I recently received my latest edition of Saveur magazine. In combing through the beautiful pages and reading the timeless, bountiful recipes, I came across one for Green Chile Cheeseburgers.  The picture and recipe looked mouth-watering and beautiful. Celebrating summer’s southwest chile peppers, this recipe captures the essence of roasted New Mexico chiles. And yes, I used the correct chiles this time so the recipe was fantastic!Instead of ground chuck, I used my standard ground Wagyu beef.  Wagyu has such an amazing flavor so I sprinkled the cumin, chile powder, salt, and pepper on both sides instead of mixing it thoroughly.  The creaminess of the spicy chile powder and roasted garlic mayonnaise sauce, coupled with the green chilies encapsulated in the warmth of nutty swiss and melted cheddar, were a perfect compliment to this gourmet dish.

Green Chile Cheeseburgers
by Saveur
Photo: Penny De Los Santos

2 lb. ground chuck
1 tbsp., plus 1 1/2 tsp. New Mexico chile powder
1 1/2 tsp. ground cumin
Kosher salt and freshly ground black pepper, to taste
1/3 cup mayonnaise
2 tbsp. ketchup
4 cloves roasted garlic, mashed to a paste
2 tbsp. canola oil
6 roasted New Mexico chiles, peeled, stemmed, seeded, and roughly chopped
4 slices cheddar cheese
4 slices Swiss cheese
4 brioche buns, split and toasted

In a bowl, combine chuck, 1 tbsp. chile powder, cumin, and salt and pepper; form into four 8-oz. patties and chill. Whisk remaining chile powder, mayonnaise, ketchup, garlic, and salt and pepper in a small bowl; refrigerate sauce until needed.

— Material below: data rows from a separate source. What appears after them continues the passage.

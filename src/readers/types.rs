use serde::Deserialize;
use std::fmt;
use thiserror::Error;

pub trait DataReader {
    fn read_reference(&self) -> Result<ReferenceDataset, ReadError>;
    fn read_spectra(&self) -> Result<Spectra, ReadError>;
}

#[derive(Debug, Error)]
pub enum ReadError {
    #[error("failed to open {path}: {source}")]
    Io {
        path: String,
        #[source]
        source: std::io::Error,
    },
    #[error("failed to parse {path}: {source}")]
    Json {
        path: String,
        #[source]
        source: serde_json::Error,
    },
    #[error("unsupported file type: {0}")]
    UnknownFileType(String),
    #[error("invalid data: {0}")]
    Invalid(String),
}

pub enum FileType {
    Json,
}

/// Paired reflectance and IOP spectra of a reference simulation.
///
/// Every per-sample array is indexed `[sample][wavelength]` and aligned to
/// `wave`. `anw`/`bbnw` are only needed for diagnostics and water terms.
#[derive(Debug, Clone, PartialEq, Deserialize)]
#[serde(try_from = "ReferenceHelper")]
pub struct ReferenceDataset {
    pub wave: Vec<f64>,
    pub rrs: Vec<Vec<f64>>,
    pub a: Vec<Vec<f64>>,
    pub bb: Vec<Vec<f64>>,
    pub anw: Option<Vec<Vec<f64>>>,
    pub bbnw: Option<Vec<Vec<f64>>>,
}

#[derive(Deserialize)]
struct ReferenceHelper {
    wave: Vec<f64>,
    #[serde(rename = "Rrs")]
    rrs: Vec<Vec<f64>>,
    a: Vec<Vec<f64>>,
    bb: Vec<Vec<f64>>,
    anw: Option<Vec<Vec<f64>>>,
    bbnw: Option<Vec<Vec<f64>>>,
}

impl TryFrom<ReferenceHelper> for ReferenceDataset {
    type Error = ReadError;

    fn try_from(h: ReferenceHelper) -> Result<Self, Self::Error> {
        ReferenceDataset::new(h.wave, h.rrs, h.a, h.bb, h.anw, h.bbnw)
    }
}

impl ReferenceDataset {
    pub fn new(
        wave: Vec<f64>,
        rrs: Vec<Vec<f64>>,
        a: Vec<Vec<f64>>,
        bb: Vec<Vec<f64>>,
        anw: Option<Vec<Vec<f64>>>,
        bbnw: Option<Vec<Vec<f64>>>,
    ) -> Result<Self, ReadError> {
        check_grid(&wave)?;
        if rrs.is_empty() {
            return Err(ReadError::Invalid("reference dataset has no samples".into()));
        }

        let n_samples = rrs.len();
        let arrays = [
            ("Rrs", Some(&rrs)),
            ("a", Some(&a)),
            ("bb", Some(&bb)),
            ("anw", anw.as_ref()),
            ("bbnw", bbnw.as_ref()),
        ];
        for (name, array) in arrays {
            let Some(array) = array else { continue };
            check_shape(name, array, n_samples, wave.len())?;
        }

        Ok(Self {
            wave,
            rrs,
            a,
            bb,
            anw,
            bbnw,
        })
    }

    pub fn n_samples(&self) -> usize {
        self.rrs.len()
    }

    pub fn n_wavelengths(&self) -> usize {
        self.wave.len()
    }

    /// `Rrs` of every sample at wavelength index `idx`.
    pub fn rrs_column(&self, idx: usize) -> Vec<f64> {
        self.rrs.iter().map(|row| row[idx]).collect()
    }

    /// Single-scattering ratio `bb / (a + bb)` of every sample at `idx`.
    pub fn u_column(&self, idx: usize) -> Vec<f64> {
        self.a
            .iter()
            .zip(&self.bb)
            .map(|(a, bb)| bb[idx] / (a[idx] + bb[idx]))
            .collect()
    }
}

/// One or more `Rrs` spectra sharing a wavelength grid.
#[derive(Debug, Clone, PartialEq, Deserialize)]
#[serde(try_from = "SpectraHelper")]
pub struct Spectra {
    pub wave: Vec<f64>,
    pub rrs: Vec<Vec<f64>>,
}

#[derive(Deserialize)]
struct SpectraHelper {
    wave: Vec<f64>,
    #[serde(rename = "Rrs")]
    rrs: Vec<Vec<f64>>,
}

impl TryFrom<SpectraHelper> for Spectra {
    type Error = ReadError;

    fn try_from(h: SpectraHelper) -> Result<Self, Self::Error> {
        check_grid(&h.wave)?;
        if h.rrs.is_empty() {
            return Err(ReadError::Invalid("no Rrs spectra".into()));
        }
        check_shape("Rrs", &h.rrs, h.rrs.len(), h.wave.len())?;
        Ok(Spectra {
            wave: h.wave,
            rrs: h.rrs,
        })
    }
}

fn check_grid(wave: &[f64]) -> Result<(), ReadError> {
    if wave.is_empty() {
        return Err(ReadError::Invalid("empty wavelength grid".into()));
    }
    if wave.windows(2).any(|w| w[1] <= w[0]) {
        return Err(ReadError::Invalid(
            "wavelengths must be strictly increasing".into(),
        ));
    }
    Ok(())
}

fn check_shape(
    name: &str,
    array: &[Vec<f64>],
    n_samples: usize,
    n_wave: usize,
) -> Result<(), ReadError> {
    if array.len() != n_samples {
        return Err(ReadError::Invalid(format!(
            "{} has {} samples, expected {}",
            name,
            array.len(),
            n_samples
        )));
    }
    if let Some((idx, row)) = array.iter().enumerate().find(|(_, r)| r.len() != n_wave) {
        return Err(ReadError::Invalid(format!(
            "{} sample {} has {} values for {} wavelengths",
            name,
            idx,
            row.len(),
            n_wave
        )));
    }
    Ok(())
}

impl fmt::Display for ReferenceDataset {
    fn fmt(&self, f: &mut fmt::Formatter<'_>) -> fmt::Result {
        let (min_value, max_value) = self
            .rrs
            .iter()
            .flatten()
            .filter(|x| !x.is_nan())
            .fold((f64::INFINITY, f64::NEG_INFINITY), |(lo, hi), &x| {
                (lo.min(x), hi.max(x))
            });

        write!(
            f,
            "Samples: {}\nWavelengths: {} ({} - {} nm)\nMin Rrs: {}\nMax Rrs: {}\nTruth IOPs: {}",
            self.n_samples(),
            self.n_wavelengths(),
            self.wave[0],
            self.wave[self.wave.len() - 1],
            min_value,
            max_value,
            self.anw.is_some() && self.bbnw.is_some(),
        )
    }
}

#[cfg(test)]
mod tests {
    use super::*;

    fn tiny() -> ReferenceDataset {
        ReferenceDataset::new(
            vec![400.0, 500.0],
            vec![vec![1e-3, 2e-3], vec![3e-3, 4e-3]],
            vec![vec![0.1, 0.2], vec![0.3, 0.4]],
            vec![vec![0.1, 0.2], vec![0.1, 0.1]],
            None,
            None,
        )
        .unwrap()
    }

    #[test]
    fn test_columns() {
        let ds = tiny();
        assert_eq!(ds.rrs_column(1), vec![2e-3, 4e-3]);
        assert_eq!(ds.u_column(0), vec![0.5, 0.25]);
    }

    #[test]
    fn test_shape_checks() {
        let bad = ReferenceDataset::new(
            vec![400.0, 500.0],
            vec![vec![1e-3, 2e-3]],
            vec![vec![0.1]],
            vec![vec![0.1, 0.2]],
            None,
            None,
        );
        assert!(matches!(bad, Err(ReadError::Invalid(_))));

        let unsorted = ReferenceDataset::new(
            vec![500.0, 400.0],
            vec![vec![1e-3, 2e-3]],
            vec![vec![0.1, 0.2]],
            vec![vec![0.1, 0.2]],
            None,
            None,
        );
        assert!(unsorted.is_err());
    }

    #[test]
    fn test_deserialize_spectra() {
        let spectra: Spectra =
            serde_json::from_str(r#"{"wave": [400, 401], "Rrs": [[0.001, 0.002]]}"#).unwrap();
        assert_eq!(spectra.rrs.len(), 1);

        let ragged =
            serde_json::from_str::<Spectra>(r#"{"wave": [400, 401], "Rrs": [[0.001]]}"#);
        assert!(ragged.is_err());
    }
}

Heat oil in a 12″ cast-iron skillet over medium heat; working in 2 batches, cook patties, turning once, until a thick crust develops on both sides, about 10 minutes for medium-rare. Top each with 1/4 of roasted chiles and 1 slice of each cheese; cover with lid to melt cheese. To serve, place 1 patty on each bottom bun and spread top buns with some of the sauce. Cover burgers with top bun and serve immediately.

The Last June Supper

Last night was a family affair to remember – celebrating my dad’s birthday Pacific Northwest grill style.  Lightly overcast, somewhat unusual for this time of year, overlooking a miraculous tucked away, nearly hidden Cove, we set out to serve a meal fit for a king.

My dad is a beef snob.  His birthright was farming beef cattle (happy cows with plenty of acreage to roam freely) and his steadfast rule has always been the same.  Butcher no later than 30 months, no younger than 24.  Always feed plenty of rich grass and high quality hay.  Depending upon the breed, slowly begin introducing cracked-corn (AKA crack candy) approximately one to two months prior to butchering.  During this time a transition to hay is necessary, that’s why butchering in the fall imparts a rich, buttery marbling.  Dry aging for a minimum of 14 days is necessary, longer is highly preferred.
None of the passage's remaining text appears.